The other argument is that by raising the price of each unit of alcohol you are making it more difficult for the nation’s binge drinkers – traditionally those in their late teens and twenties – to buy drink in such large quantities at the weekend. That by hiking the price up by a euro, you are ensuring they’ll only have nine shots, instead of their usual eleven, before leaving the house.

Clearly those implementing these changes have very little first-hand experience when it comes to binge drinking. They obviously don’t realise that this is a form of tomfoolery which involves drinking until you can drink no more, drinking until you’re face down in the gutter with your pants around your ankles, drinking until you obliterate all memory of the night before and wake up with nothing more than a deep sense of unease and a dozen missed calls on your phone.

Do they honestly think that a subtle price increase is going to inhibit this most resourceful of drinker? Of course it won’t. It never has. Most would rather empty their wallets, clean out their bank accounts and live on crisp sandwiches for the week than end a night still in possession of their faculties.

The sad fact is that our relationship with alcohol is far too complex, far too multi-layered, to be addressed in monetary terms.

Hiding it in the darkest, dingiest corner of a supermarket won’t help either; if anything that will make it more glamorous, more exciting. Banning adverts? It hardly affected cigarette sales, did it?

Alcohol is a part of us whether we like it or not. Italians have pasta and fashion, the French have baguettes and berets, we have beer and rain. It’s in our culture, it’s what defines us. It gives us character, an identity.

Take it away and we’ll just be those moaning eejits who live on that rainy outcrop in the Atlantic.

Innocence lost

internet-pornMeanwhile, in the Dáil, Enda Kenny had everyone shifting uncomfortably in their seats when he started talking about porn.

But just as Mary Lou was about to bring up her breakfast, An Taoiseach explained that it wasn’t his own Internet habits he wished to discuss, but those of our children.

For once, he had a point.
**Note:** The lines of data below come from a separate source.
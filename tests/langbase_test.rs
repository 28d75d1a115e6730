//! Integration tests for the Langbase client and generator
//!
//! Tests HTTP client behavior using wiremock for request/response mocking.

use serde_json::json;
use wiremock::{
    matchers::{body_partial_json, header, method, path},
    Mock, MockServer, ResponseTemplate,
};

use aspiral_reflection::config::{GenerationConfig, LangbaseConfig, RequestConfig};
use aspiral_reflection::error::{GenerationError, LangbaseError};
use aspiral_reflection::generation::{LangbaseGenerator, QuestionGenerator};
use aspiral_reflection::langbase::{LangbaseClient, Message, PipeRequest};
use aspiral_reflection::patterns::QuestionCategory;
use aspiral_reflection::stage::{get_stage_question, BreakthroughReady, Stage, StopReason};

/// Create a test client pointing to mock server
fn create_test_client(base_url: &str, max_retries: u32) -> LangbaseClient {
    let config = LangbaseConfig {
        api_key: "test-api-key".to_string(),
        base_url: base_url.to_string(),
    };

    let request_config = RequestConfig {
        timeout_ms: 5000,
        max_retries,
        retry_delay_ms: 1,
    };

    LangbaseClient::new(&config, request_config).expect("Failed to create client")
}

fn create_test_generator(base_url: &str) -> LangbaseGenerator {
    LangbaseGenerator::new(create_test_client(base_url, 0), &GenerationConfig::default())
}

fn completion(text: &str) -> ResponseTemplate {
    ResponseTemplate::new(200).set_body_json(json!({
        "success": true,
        "completion": text,
        "threadId": null,
        "raw": null
    }))
}

fn history(items: &[&str]) -> Vec<String> {
    items.iter().map(|s| s.to_string()).collect()
}

#[cfg(test)]
mod client_tests {
    use super::*;

    #[tokio::test]
    async fn test_successful_pipe_call() {
        let mock_server = MockServer::start().await;

        Mock::given(method("POST"))
            .and(path("/v1/pipes/run"))
            .and(header("Authorization", "Bearer test-api-key"))
            .and(header("Content-Type", "application/json"))
            .and(body_partial_json(json!({"name": "test-pipe", "stream": false})))
            .respond_with(ResponseTemplate::new(200).set_body_json(json!({
                "success": true,
                "completion": "What keeps pulling you back?",
                "threadId": "thread-123",
                "raw": {
                    "model": "gpt-4o-mini",
                    "usage": {"prompt_tokens": 100, "completion_tokens": 8, "total_tokens": 108}
                }
            })))
            .expect(1)
            .mount(&mock_server)
            .await;

        let client = create_test_client(&mock_server.uri(), 0);
        let request = PipeRequest::new("test-pipe", vec![Message::user("I feel stuck")]);
        let response = client.call_pipe(request).await.unwrap();

        assert!(response.success);
        assert_eq!(response.completion, "What keeps pulling you back?");
        assert_eq!(response.thread_id.as_deref(), Some("thread-123"));
        assert_eq!(response.total_tokens(), Some(108));
    }

    #[tokio::test]
    async fn test_auth_error_not_retried() {
        let mock_server = MockServer::start().await;

        Mock::given(method("POST"))
            .and(path("/v1/pipes/run"))
            .respond_with(ResponseTemplate::new(401).set_body_string("Invalid API key"))
            .expect(1)
            .mount(&mock_server)
            .await;

        let client = create_test_client(&mock_server.uri(), 2);
        let result = client
            .call_pipe(PipeRequest::new("test-pipe", vec![]))
            .await;

        assert!(matches!(result, Err(LangbaseError::Api { status: 401, .. })));
    }

    #[tokio::test]
    async fn test_server_error_retried_then_unavailable() {
        let mock_server = MockServer::start().await;

        Mock::given(method("POST"))
            .and(path("/v1/pipes/run"))
            .respond_with(ResponseTemplate::new(503))
            .expect(3)
            .mount(&mock_server)
            .await;

        let client = create_test_client(&mock_server.uri(), 2);
        let result = client
            .call_pipe(PipeRequest::new("test-pipe", vec![]))
            .await;

        assert!(matches!(
            result,
            Err(LangbaseError::Unavailable { retries: 3, .. })
        ));
    }

    #[tokio::test]
    async fn test_complete_rejects_unsuccessful_response() {
        let mock_server = MockServer::start().await;

        Mock::given(method("POST"))
            .and(path("/v1/pipes/run"))
            .respond_with(ResponseTemplate::new(200).set_body_json(json!({
                "success": false,
                "completion": ""
            })))
            .mount(&mock_server)
            .await;

        let client = create_test_client(&mock_server.uri(), 0);
        let result = client
            .complete(PipeRequest::new("test-pipe", vec![]))
            .await;

        assert!(matches!(result, Err(LangbaseError::InvalidResponse { .. })));
    }

    #[tokio::test]
    async fn test_malformed_body_is_invalid_response() {
        let mock_server = MockServer::start().await;

        Mock::given(method("POST"))
            .and(path("/v1/pipes/run"))
            .respond_with(ResponseTemplate::new(200).set_body_string("not json"))
            .mount(&mock_server)
            .await;

        let client = create_test_client(&mock_server.uri(), 3);
        let result = client
            .call_pipe(PipeRequest::new("test-pipe", vec![]))
            .await;

        assert!(matches!(result, Err(LangbaseError::InvalidResponse { .. })));
    }
}

#[cfg(test)]
mod generator_tests {
    use super::*;

    #[tokio::test]
    async fn test_question_uses_question_pipe_and_truncates() {
        let mock_server = MockServer::start().await;

        Mock::given(method("POST"))
            .and(path("/v1/pipes/run"))
            .and(body_partial_json(json!({
                "name": "aspiral-question-v1",
                "variables": {"stage": "friction", "category": "contrast"}
            })))
            .respond_with(completion(
                "What would change if you stopped carrying every single thing your team drops on you all week?",
            ))
            .expect(1)
            .mount(&mock_server)
            .await;

        let generator = create_test_generator(&mock_server.uri());
        let question = generator
            .generate_question(
                &get_stage_question(Stage::Friction),
                QuestionCategory::Contrast,
                &history(&["My team keeps dumping work on me"]),
            )
            .await
            .unwrap();

        assert_eq!(question.split_whitespace().count(), 15);
        assert!(question.ends_with('?'));
    }

    #[tokio::test]
    async fn test_empty_question_is_invalid() {
        let mock_server = MockServer::start().await;

        Mock::given(method("POST"))
            .and(path("/v1/pipes/run"))
            .respond_with(completion("   "))
            .mount(&mock_server)
            .await;

        let generator = create_test_generator(&mock_server.uri());
        let result = generator
            .generate_question(
                &get_stage_question(Stage::Desire),
                QuestionCategory::Hypothetical,
                &history(&["x"]),
            )
            .await;

        assert!(matches!(result, Err(GenerationError::InvalidResponse { .. })));
    }

    #[tokio::test]
    async fn test_breakthrough_parses_fenced_json() {
        let mock_server = MockServer::start().await;

        Mock::given(method("POST"))
            .and(path("/v1/pipes/run"))
            .and(body_partial_json(json!({
                "name": "aspiral-breakthrough-v1",
                "variables": {"reason": "user_stuck"}
            })))
            .respond_with(completion(
                "```json\n{\"friction\": \"Wanting out vs needing the salary\", \"grease\": \"Price one month of freedom\", \"insight\": \"The number is smaller than the fear\"}\n```",
            ))
            .expect(1)
            .mount(&mock_server)
            .await;

        let generator = create_test_generator(&mock_server.uri());
        let ready = BreakthroughReady {
            reason: StopReason::UserStuck,
            patterns: vec![],
            prompt: "synthesize".to_string(),
            questions_asked: 2,
        };
        let insight = generator
            .synthesize_breakthrough(&ready, &history(&["idk", "not sure"]))
            .await
            .unwrap();

        assert_eq!(insight.grease, "Price one month of freedom");
    }

    #[tokio::test]
    async fn test_breakthrough_over_word_limit_fails_validation() {
        let mock_server = MockServer::start().await;
        let long = vec!["word"; 30].join(" ");

        Mock::given(method("POST"))
            .and(path("/v1/pipes/run"))
            .respond_with(completion(
                &json!({"friction": "a", "grease": "b", "insight": long}).to_string(),
            ))
            .mount(&mock_server)
            .await;

        let generator = create_test_generator(&mock_server.uri());
        let ready = BreakthroughReady {
            reason: StopReason::MaxQuestionsReached,
            patterns: vec![],
            prompt: "synthesize".to_string(),
            questions_asked: 3,
        };
        let result = generator.synthesize_breakthrough(&ready, &[]).await;

        assert!(matches!(
            result,
            Err(GenerationError::Validation { ref field, .. }) if field == "insight"
        ));
    }
}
Whereas previous generations had to make do with well-thumbed skin mags and the occasional flash of flesh on Channel 4, the youth of today have unfettered access to an “avalanche” of no-holds barred, graphic content.
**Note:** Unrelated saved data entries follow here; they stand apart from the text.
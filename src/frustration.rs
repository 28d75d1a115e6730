//! Frustration and skip detection over raw user text.
//!
//! Pure classifiers with no state. A skip request or high frustration tells the
//! stage engine to stop asking and synthesize immediately.

use std::sync::LazyLock;

use regex::Regex;
use serde::{Deserialize, Serialize};

/// Regexes signalling annoyance with the questioning itself.
static FRUSTRATION_PATTERNS: LazyLock<Vec<Regex>> = LazyLock::new(|| {
    [
        r"(?i)\b(stop|quit|enough)\s+(asking|with the questions)\b",
        r"(?i)\btoo many questions\b",
        r"(?i)\bjust\s+(tell|give|show)\s+me\b",
        r"(?i)\bwhat'?s the point\b",
        r"(?i)\b(ugh+|argh+|fml)\b",
        r"(?i)\b(annoying|frustrat\w*|irritat\w*|pointless|useless)\b",
        r"(?i)\bi already (said|told you|answered)\b",
        r"(?i)\b(wtf|damn it|dammit)\b",
        r"(?i)\bthis isn'?t (helping|working)\b",
        r"(?i)\bhow many more\b",
    ]
    .iter()
    .map(|p| Regex::new(p).expect("frustration pattern is valid"))
    .collect()
});

/// Phrases asking to skip the questions and get the answer now.
static SKIP_PATTERNS: LazyLock<Vec<Regex>> = LazyLock::new(|| {
    [
        r"(?i)\bjust\s+(tell|give|show)\s+me\b",
        r"(?i)\b(skip|skip it|skip this|skip ahead)\b",
        r"(?i)\bget to the (point|answer|insight)\b",
        r"(?i)\b(what'?s|give me) the (answer|breakthrough|insight)\b",
        r"(?i)\bcut to the chase\b",
        r"(?i)\b(answer|insight|breakthrough) now\b",
        r"(?i)\bno more questions\b",
    ]
    .iter()
    .map(|p| Regex::new(p).expect("skip pattern is valid"))
    .collect()
});

/// Coarse frustration level from the number of matched patterns.
#[derive(Debug, Clone, Copy, PartialEq, Eq, PartialOrd, Ord, Serialize, Deserialize)]
#[serde(rename_all = "snake_case")]
pub enum FrustrationLevel {
    None,
    Mild,
    High,
}

impl FrustrationLevel {
    /// Convert to string representation.
    pub fn as_str(&self) -> &'static str {
        match self {
            FrustrationLevel::None => "none",
            FrustrationLevel::Mild => "mild",
            FrustrationLevel::High => "high",
        }
    }
}

impl std::fmt::Display for FrustrationLevel {
    fn fmt(&self, f: &mut std::fmt::Formatter<'_>) -> std::fmt::Result {
        write!(f, "{}", self.as_str())
    }
}

fn count_matches(patterns: &[Regex], text: &str) -> usize {
    patterns.iter().filter(|re| re.is_match(text)).count()
}

/// True if any frustration pattern matches.
pub fn is_user_frustrated(text: &str) -> bool {
    FRUSTRATION_PATTERNS.iter().any(|re| re.is_match(text))
}

/// True if the user explicitly asks to skip to the answer.
pub fn wants_to_skip(text: &str) -> bool {
    SKIP_PATTERNS.iter().any(|re| re.is_match(text))
}

/// 0 matches is none, 1 is mild, 2 or more is high.
pub fn detect_frustration_level(text: &str) -> FrustrationLevel {
    match count_matches(&FRUSTRATION_PATTERNS, text) {
        0 => FrustrationLevel::None,
        1 => FrustrationLevel::Mild,
        _ => FrustrationLevel::High,
    }
}

/// Skip request or high frustration: stop asking regardless of question count.
pub fn should_short_circuit(text: &str) -> bool {
    wants_to_skip(text) || detect_frustration_level(text) == FrustrationLevel::High
}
And this content is available to any child with a smartphone, or any child who has a friend with a smartphone.

Being exposed to that kind of material at such a young age is bound to have an impact, it has to. At best, it will normalise the depravity these kids are viewing online, it will build unrealistic expectations of what a normal, loving relationship involves, and it will foster inadequacy and low self-esteem.

At worst? Well, I’m loath to suggest that young people are so impressionable, so incapable of separating fantasy from reality, that their attitudes towards the opposite sex will alter irrevocably if they grow up watching so much porn. But it’s hard not to think that.

We can implement all the firewalls and age-restricted barriers we want. We can limit Internet access, refuse to purchase smartphones and act as a moral gatekeeper, but where there’s a will there’s a way.

And there are very few wills as strong as those of a curious teenager.